=== Section Start ===

//! Booking records.

use crate::{db_error, from_count, record, to_count};
use skyslot_core::store::{BoxFuture, BookingStore};
use skyslot_core::{
    Booking, BookingId, BookingStatus, BookingStoreError, CouponId, DateTime, EntitlementId,
    Money, PackageId, PassengerDetails, PriceBreakdown, SeatHold, SlotId, StoreError, UserId, Utc,
};
use sqlx::postgres::PgRow;
use sqlx::types::Json;
use sqlx::{PgPool, Row};
use uuid::Uuid;

const BOOKING_COLUMNS: &str = "id, user_id, slot_id, package_id, passenger_count, passengers, \
                               total_price, price_breakdown, coupon_id, entitlement_id, status, \
                               seat_hold, notes, created_at, updated_at";

/// `PostgreSQL` [`BookingStore`].
#[derive(Clone, Debug)]
pub struct PostgresBookingStore {
    pool: PgPool,
}

impl PostgresBookingStore {
    /// Create a store on an existing pool.
    #[must_use]
    pub const fn new(pool: PgPool) -> Self {
        Self { pool }
    }

    async fn do_insert(&self, booking: &Booking) -> Result<(), BookingStoreError> {
        sqlx::query(
            "INSERT INTO bookings
                 (id, user_id, slot_id, package_id, passenger_count, passengers, total_price,
                  price_breakdown, coupon_id, entitlement_id, status, seat_hold, notes,
                  created_at, updated_at)
             VALUES ($1, $2, $3, $4, $5, $6, $7, $8, $9, $10, $11, $12, $13, $14, $15)",
        )
        .bind(booking.id.as_uuid())
        .bind(booking.user_id.as_uuid())
        .bind(booking.slot_id.as_uuid())
        .bind(booking.package_id.as_uuid())
        .bind(from_count("passenger_count", booking.passenger_count)?)
        .bind(Json(&booking.passengers))
        .bind(booking.total_price.minor())
        .bind(Json(&booking.price_breakdown))
        .bind(booking.coupon_id.map(|c| *c.as_uuid()))
        .bind(booking.entitlement_id.map(|e| *e.as_uuid()))
        .bind(booking.status.as_str())
        .bind(booking.seat_hold.as_str())
        .bind(booking.notes.as_deref())
        .bind(booking.created_at)
        .bind(booking.updated_at)
        .execute(&self.pool)
        .await
        .map_err(|e| db_error("insert booking", &e))?;
        Ok(())
    }

    async fn fetch(&self, booking_id: BookingId) -> Result<Booking, BookingStoreError> {
        let row = sqlx::query(&format!("SELECT {BOOKING_COLUMNS} FROM bookings WHERE id = $1"))
            .bind(booking_id.as_uuid())
            .fetch_optional(&self.pool)
            .await
            .map_err(|e| db_error("load booking", &e))?
            .ok_or(BookingStoreError::NotFound(booking_id))?;
        Ok(row_to_booking(&row)?)
    }

    async fn do_remove(&self, booking_id: BookingId) -> Result<(), BookingStoreError> {
        let deleted = sqlx::query("DELETE FROM bookings WHERE id = $1")
            .bind(booking_id.as_uuid())
            .execute(&self.pool)
            .await
            .map_err(|e| db_error("remove booking", &e))?
            .rows_affected();
        if deleted == 0 {
            return Err(BookingStoreError::NotFound(booking_id));
        }
        Ok(())
    }

    async fn do_transition(
        &self,
        booking_id: BookingId,
        to: BookingStatus,
        at: DateTime<Utc>,
    ) -> Result<Booking, BookingStoreError> {
        let sources: Vec<String> = BookingStatus::allowed_sources(to)
            .iter()
            .map(|s| s.as_str().to_string())
            .collect();
        let row = sqlx::query(&format!(
            "UPDATE bookings
             SET status = $2,
                 updated_at = $3,
                 seat_hold = CASE WHEN $2 = 'cancelled' THEN 'releasing' ELSE seat_hold END
             WHERE id = $1 AND status = ANY($4)
             RETURNING {BOOKING_COLUMNS}"
        ))
        .bind(booking_id.as_uuid())
        .bind(to.as_str())
        .bind(at)
        .bind(&sources)
        .fetch_optional(&self.pool)
        .await
        .map_err(|e| db_error("transition booking", &e))?;

        if let Some(row) = row {
            return Ok(row_to_booking(&row)?);
        }
        let current = self.fetch(booking_id).await?;
        Err(BookingStoreError::InvalidTransition {
            from: current.status,
            to,
        })
    }

    async fn do_swap_seat_hold(
        &self,
        booking_id: BookingId,
        expected: SeatHold,
        next: SeatHold,
    ) -> Result<Option<Booking>, BookingStoreError> {
        let row = sqlx::query(&format!(
            "UPDATE bookings
             SET seat_hold = $3
             WHERE id = $1 AND seat_hold = $2
             RETURNING {BOOKING_COLUMNS}"
        ))
        .bind(booking_id.as_uuid())
        .bind(expected.as_str())
        .bind(next.as_str())
        .fetch_optional(&self.pool)
        .await
        .map_err(|e| db_error("swap seat hold", &e))?;

        match row {
            Some(row) => Ok(Some(row_to_booking(&row)?)),
            // Tell an unknown booking apart from a lost swap.
            None => self.fetch(booking_id).await.map(|_| None),
        }
    }
}

impl BookingStore for PostgresBookingStore {
    fn insert(&self, booking: Booking) -> BoxFuture<'_, Result<(), BookingStoreError>> {
        Box::pin(async move {
            let result = self.do_insert(&booking).await;
            record("bookings", "insert", &result);
            result
        })
    }

    fn get(&self, booking_id: BookingId) -> BoxFuture<'_, Result<Booking, BookingStoreError>> {
        Box::pin(async move {
            let result = self.fetch(booking_id).await;
            record("bookings", "get", &result);
            result
        })
    }

    fn remove(&self, booking_id: BookingId) -> BoxFuture<'_, Result<(), BookingStoreError>> {
        Box::pin(async move {
            let result = self.do_remove(booking_id).await;
            record("bookings", "remove", &result);
            result
        })
    }

    fn transition(
        &self,
        booking_id: BookingId,
        to: BookingStatus,
        at: DateTime<Utc>,
    ) -> BoxFuture<'_, Result<Booking, BookingStoreError>> {
        Box::pin(async move {
            let result = self.do_transition(booking_id, to, at).await;
            record("bookings", "transition", &result);
            result
        })
    }

    fn swap_seat_hold(
        &self,
        booking_id: BookingId,
        expected: SeatHold,
        next: SeatHold,
    ) -> BoxFuture<'_, Result<Option<Booking>, BookingStoreError>> {
        Box::pin(async move {
            let result = self.do_swap_seat_hold(booking_id, expected, next).await;
            record("bookings", "swap_seat_hold", &result);
            result
        })
    }
}

fn row_to_booking(row: &PgRow) -> Result<Booking, StoreError> {
    let corrupt = |e: sqlx::Error| db_error("decode booking", &e);
    let status: String = row.try_get("status").map_err(corrupt)?;
    let seat_hold: String = row.try_get("seat_hold").map_err(corrupt)?;
    let Json(passengers): Json<Vec<PassengerDetails>> =
        row.try_get("passengers").map_err(corrupt)?;
    let Json(price_breakdown): Json<PriceBreakdown> =
        row.try_get("price_breakdown").map_err(corrupt)?;
    let coupon_id: Option<Uuid> = row.try_get("coupon_id").map_err(corrupt)?;
    let entitlement_id: Option<Uuid> = row.try_get("entitlement_id").map_err(corrupt)?;
    Ok(Booking {
        id: BookingId::from_uuid(row.try_get("id").map_err(corrupt)?),
        user_id: UserId::from_uuid(row.try_get("user_id").map_err(corrupt)?),
        slot_id: SlotId::from_uuid(row.try_get("slot_id").map_err(corrupt)?),
        package_id: PackageId::from_uuid(row.try_get("package_id").map_err(corrupt)?),
        passenger_count: to_count(
            "passenger_count",
            row.try_get("passenger_count").map_err(corrupt)?,
        )?,
        passengers,
        total_price: Money::from_minor(row.try_get("total_price").map_err(corrupt)?),
        price_breakdown,
        coupon_id: coupon_id.map(CouponId::from_uuid),
        entitlement_id: entitlement_id.map(EntitlementId::from_uuid),
        status: BookingStatus::parse(&status)
            .ok_or_else(|| StoreError::Corrupt(format!("invalid booking status: {status}")))?,
        seat_hold: SeatHold::parse(&seat_hold)
            .ok_or_else(|| StoreError::Corrupt(format!("invalid seat hold: {seat_hold}")))?,
        notes: row.try_get("notes").map_err(corrupt)?,
        created_at: row.try_get("created_at").map_err(corrupt)?,
        updated_at: row.try_get("updated_at").map_err(corrupt)?,
    })
}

=== Section End ===

Work request:
Each line from the first line of the entries up to and including the line containing "#[must_use]" should be transcribed exactly, with all other lines left out.

Task response:
//! Booking records.

use crate::{db_error, from_count, record, to_count};
use skyslot_core::store::{BoxFuture, BookingStore};
use skyslot_core::{
    Booking, BookingId, BookingStatus, BookingStoreError, CouponId, DateTime, EntitlementId,
    Money, PackageId, PassengerDetails, PriceBreakdown, SeatHold, SlotId, StoreError, UserId, Utc,
};
use sqlx::postgres::PgRow;
use sqlx::types::Json;
use sqlx::{PgPool, Row};
use uuid::Uuid;

const BOOKING_COLUMNS: &str = "id, user_id, slot_id, package_id, passenger_count, passengers, \
                               total_price, price_breakdown, coupon_id, entitlement_id, status, \
                               seat_hold, notes, created_at, updated_at";

/// `PostgreSQL` [`BookingStore`].
#[derive(Clone, Debug)]
pub struct PostgresBookingStore {
    pool: PgPool,
}

impl PostgresBookingStore {
    /// Create a store on an existing pool.
    #[must_use]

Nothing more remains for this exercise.